Exercise requirements:
Below are entries. Pull out all lines containing "ConnectionDescriptor".

(Data under study)

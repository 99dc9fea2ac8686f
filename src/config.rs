//! # Configuration Module
//!
//! Handles loading and validating configuration from TOML files.

use serde::de::Error;
use serde::Deserialize;
use std::fs;
use std::path::Path;
use std::time::Duration;

use crate::error::Result;
use crate::telemetry::ConnectionDescriptor;

/// Main configuration structure
#[derive(Debug, Deserialize, Clone)]
pub struct Config {
    #[serde(default)]
    pub link: LinkConfig,
    #[serde(default)]
    pub camera: CameraConfig,
    #[serde(default)]
    pub capture: CaptureConfig,
    #[serde(default)]
    pub gcs: GcsConfig,
    #[serde(default)]
    pub mapping: MappingConfig,
}

/// Flight-controller link configuration
#[derive(Debug, Deserialize, Clone)]
pub struct LinkConfig {
    /// Connection descriptor: `tcp:HOST:PORT` (SITL) or `serial:PATH:BAUD`
    #[serde(default = "default_connection")]
    pub connection: String,

    /// Bounded wait for the first heartbeat on connect
    #[serde(default = "default_heartbeat_timeout_s")]
    pub heartbeat_timeout_s: u64,

    /// Fixed tick interval of the session poll loop
    #[serde(default = "default_poll_interval_ms")]
    pub poll_interval_ms: u64,
}

/// Camera configuration
#[derive(Debug, Deserialize, Clone)]
pub struct CameraConfig {
    /// Use the simulated camera instead of wired hardware
    #[serde(default = "default_simulate")]
    pub simulate: bool,

    /// Root of the wired Open GoPro HTTP API
    #[serde(default = "default_camera_base_url")]
    pub base_url: String,

    /// Per-request HTTP timeout towards the camera
    #[serde(default = "default_capture_timeout_ms")]
    pub capture_timeout_ms: u64,

    /// Media-list polls after the shutter before giving up
    #[serde(default = "default_media_poll_attempts")]
    pub media_poll_attempts: u32,

    /// Delay between media-list polls
    #[serde(default = "default_media_poll_interval_ms")]
    pub media_poll_interval_ms: u64,

    /// Sample image the simulator copies (empty = placeholder content)
    #[serde(default)]
    pub sample_image: String,
}

/// Local capture storage configuration
#[derive(Debug, Deserialize, Clone)]
pub struct CaptureConfig {
    /// Directory captured images are downloaded into
    #[serde(default = "default_output_dir")]
    pub output_dir: String,
}

/// Ground-station file service configuration
#[derive(Debug, Deserialize, Clone)]
pub struct GcsConfig {
    /// Upload captures to the file service after the session
    #[serde(default)]
    pub enabled: bool,

    /// Base URL of the file service
    #[serde(default = "default_gcs_base_url")]
    pub base_url: String,

    /// Per-request HTTP timeout towards the service
    #[serde(default = "default_request_timeout_ms")]
    pub request_timeout_ms: u64,
}

/// Orthophoto mapping job configuration
#[derive(Debug, Deserialize, Clone)]
pub struct MappingConfig {
    /// Run the mapping job after the session
    #[serde(default)]
    pub enabled: bool,

    /// Container image of the reconstruction tool
    #[serde(default = "default_docker_image")]
    pub docker_image: String,

    /// Host directory bind-mounted as the dataset root
    #[serde(default = "default_dataset_root")]
    pub dataset_root: String,

    /// Project directory name under the dataset root
    #[serde(default = "default_project_name")]
    pub project_name: String,

    /// Target orthophoto resolution in cm/pixel
    #[serde(default = "default_orthophoto_resolution")]
    pub orthophoto_resolution: f64,

    /// Minimum feature count for reconstruction
    #[serde(default = "default_min_num_features")]
    pub min_num_features: u32,

    /// Select fast-orthophoto mode (skip the full 3D pipeline)
    #[serde(default = "default_true")]
    pub fast_orthophoto: bool,

    /// Skip report generation
    #[serde(default = "default_true")]
    pub skip_report: bool,
}

// Default value functions
fn default_connection() -> String { "tcp:127.0.0.1:5762".to_string() }
fn default_heartbeat_timeout_s() -> u64 { 30 }
fn default_poll_interval_ms() -> u64 { 1000 }

fn default_simulate() -> bool { true }
fn default_camera_base_url() -> String { "http://172.24.106.51:8080".to_string() }
fn default_capture_timeout_ms() -> u64 { 5000 }
fn default_media_poll_attempts() -> u32 { 5 }
fn default_media_poll_interval_ms() -> u64 { 500 }

fn default_output_dir() -> String { "gopro_captures".to_string() }

fn default_gcs_base_url() -> String { "http://127.0.0.1:5000".to_string() }
fn default_request_timeout_ms() -> u64 { 10000 }

fn default_docker_image() -> String { "opendronemap/odm".to_string() }
fn default_dataset_root() -> String { "datasets".to_string() }
fn default_project_name() -> String { "project".to_string() }
fn default_orthophoto_resolution() -> f64 { 5.0 }
fn default_min_num_features() -> u32 { 10000 }
fn default_true() -> bool { true }

impl Default for LinkConfig {
    fn default() -> Self {
        Self {
            connection: default_connection(),
            heartbeat_timeout_s: default_heartbeat_timeout_s(),
            poll_interval_ms: default_poll_interval_ms(),
        }
    }
}

impl Default for CameraConfig {
    fn default() -> Self {
        Self {
            simulate: default_simulate(),
            base_url: default_camera_base_url(),
            capture_timeout_ms: default_capture_timeout_ms(),
            media_poll_attempts: default_media_poll_attempts(),
            media_poll_interval_ms: default_media_poll_interval_ms(),
            sample_image: String::new(),
        }
    }
}

impl Default for CaptureConfig {
    fn default() -> Self {
        Self {
            output_dir: default_output_dir(),
        }
    }
}

impl Default for GcsConfig {
    fn default() -> Self {
        Self {
            enabled: false,
            base_url: default_gcs_base_url(),
            request_timeout_ms: default_request_timeout_ms(),
        }
    }
}

impl Default for MappingConfig {
    fn default() -> Self {
        Self {
            enabled: false,
            docker_image: default_docker_image(),
            dataset_root: default_dataset_root(),
            project_name: default_project_name(),
            orthophoto_resolution: default_orthophoto_resolution(),
            min_num_features: default_min_num_features(),
            fast_orthophoto: true,
            skip_report: true,
        }
    }
}

impl Default for Config {
    fn default() -> Self {
        Self {
            link: LinkConfig::default(),
            camera: CameraConfig::default(),
            capture: CaptureConfig::default(),
            gcs: GcsConfig::default(),
            mapping: MappingConfig::default(),
        }
    }
}

impl LinkConfig {
    /// The parsed flight-link connection descriptor.
    ///
    /// # Errors
    ///
    /// Returns an error if the configured string is malformed.
    pub fn descriptor(&self) -> Result<ConnectionDescriptor> {
        ConnectionDescriptor::parse(&self.connection)
    }

    /// Heartbeat wait window as a [`Duration`].
    #[must_use]
    pub fn heartbeat_timeout(&self) -> Duration {
        Duration::from_secs(self.heartbeat_timeout_s)
    }

    /// Poll interval as a [`Duration`].
    #[must_use]
    pub fn poll_interval(&self) -> Duration {
        Duration::from_millis(self.poll_interval_ms)
    }
}

impl Config {
    /// Load configuration from a TOML file
    ///
    /// # Arguments
    ///
    /// * `path` - Path to the configuration file
    ///
    /// # Errors
    ///
    /// Returns error if:
    /// - File cannot be read
    /// - TOML parsing fails
    /// - Validation fails
    ///
    /// # Examples
    ///
    /// ```no_run
    /// use aeromap::config::Config;
    ///
    /// let config = Config::load("config/default.toml")?;
    /// # Ok::<(), Box<dyn std::error::Error>>(())
    /// ```
    pub fn load<P: AsRef<Path>>(path: P) -> Result<Self> {
        let contents = fs::read_to_string(path)?;
        let config: Config = toml::from_str(&contents)?;
        config.validate()?;
        Ok(config)
    }

    /// Validate configuration values
    ///
    /// # Errors
    ///
    /// Returns error if any configuration value is out of valid range
    pub fn validate(&self) -> Result<()> {
        // The descriptor must be parseable before a session can start.
        self.link.descriptor()?;

        if self.link.heartbeat_timeout_s == 0 || self.link.heartbeat_timeout_s > 300 {
            return Err(crate::error::AeromapError::Config(
                toml::de::Error::custom("heartbeat_timeout_s must be between 1 and 300"),
            ));
        }

        if self.link.poll_interval_ms == 0 || self.link.poll_interval_ms > 60000 {
            return Err(crate::error::AeromapError::Config(
                toml::de::Error::custom("poll_interval_ms must be between 1 and 60000"),
            ));
        }

        if self.camera.capture_timeout_ms == 0 || self.camera.capture_timeout_ms > 60000 {
            return Err(crate::error::AeromapError::Config(
                toml::de::Error::custom("capture_timeout_ms must be between 1 and 60000"),
            ));
        }

        if self.camera.media_poll_attempts == 0 {
            return Err(crate::error::AeromapError::Config(
                toml::de::Error::custom("media_poll_attempts must be greater than 0"),
            ));
        }

        if self.camera.media_poll_interval_ms == 0 || self.camera.media_poll_interval_ms > 60000 {
            return Err(crate::error::AeromapError::Config(
                toml::de::Error::custom("media_poll_interval_ms must be between 1 and 60000"),
            ));
        }

        if !self.camera.simulate && self.camera.base_url.is_empty() {
            return Err(crate::error::AeromapError::Config(
                toml::de::Error::custom("camera base_url cannot be empty in hardware mode"),
            ));
        }

        if self.capture.output_dir.is_empty() {
            return Err(crate::error::AeromapError::Config(
                toml::de::Error::custom("capture output_dir cannot be empty"),
            ));
        }

        if self.gcs.enabled && self.gcs.base_url.is_empty() {
            return Err(crate::error::AeromapError::Config(
                toml::de::Error::custom("gcs base_url cannot be empty when enabled"),
            ));
        }

        if self.gcs.request_timeout_ms == 0 || self.gcs.request_timeout_ms > 60000 {
            return Err(crate::error::AeromapError::Config(
                toml::de::Error::custom("request_timeout_ms must be between 1 and 60000"),
            ));
        }

        if self.mapping.enabled {
            if self.mapping.docker_image.is_empty() {
                return Err(crate::error::AeromapError::Config(
                    toml::de::Error::custom("mapping docker_image cannot be empty when enabled"),
                ));
            }
            if self.mapping.dataset_root.is_empty() || self.mapping.project_name.is_empty() {
                return Err(crate::error::AeromapError::Config(
                    toml::de::Error::custom(
                        "mapping dataset_root and project_name cannot be empty when enabled",
                    ),
                ));
            }
        }

        if self.mapping.orthophoto_resolution <= 0.0 {
            return Err(crate::error::AeromapError::Config(
                toml::de::Error::custom("orthophoto_resolution must be greater than 0"),
            ));
        }

        if self.mapping.min_num_features == 0 {
            return Err(crate::error::AeromapError::Config(
                toml::de::Error::custom("min_num_features must be greater than 0"),
            ));
        }

        Ok(())
    }
}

(End Data under study)

Answer to the problem:
use crate::telemetry::ConnectionDescriptor;
    pub fn descriptor(&self) -> Result<ConnectionDescriptor> {
        ConnectionDescriptor::parse(&self.connection)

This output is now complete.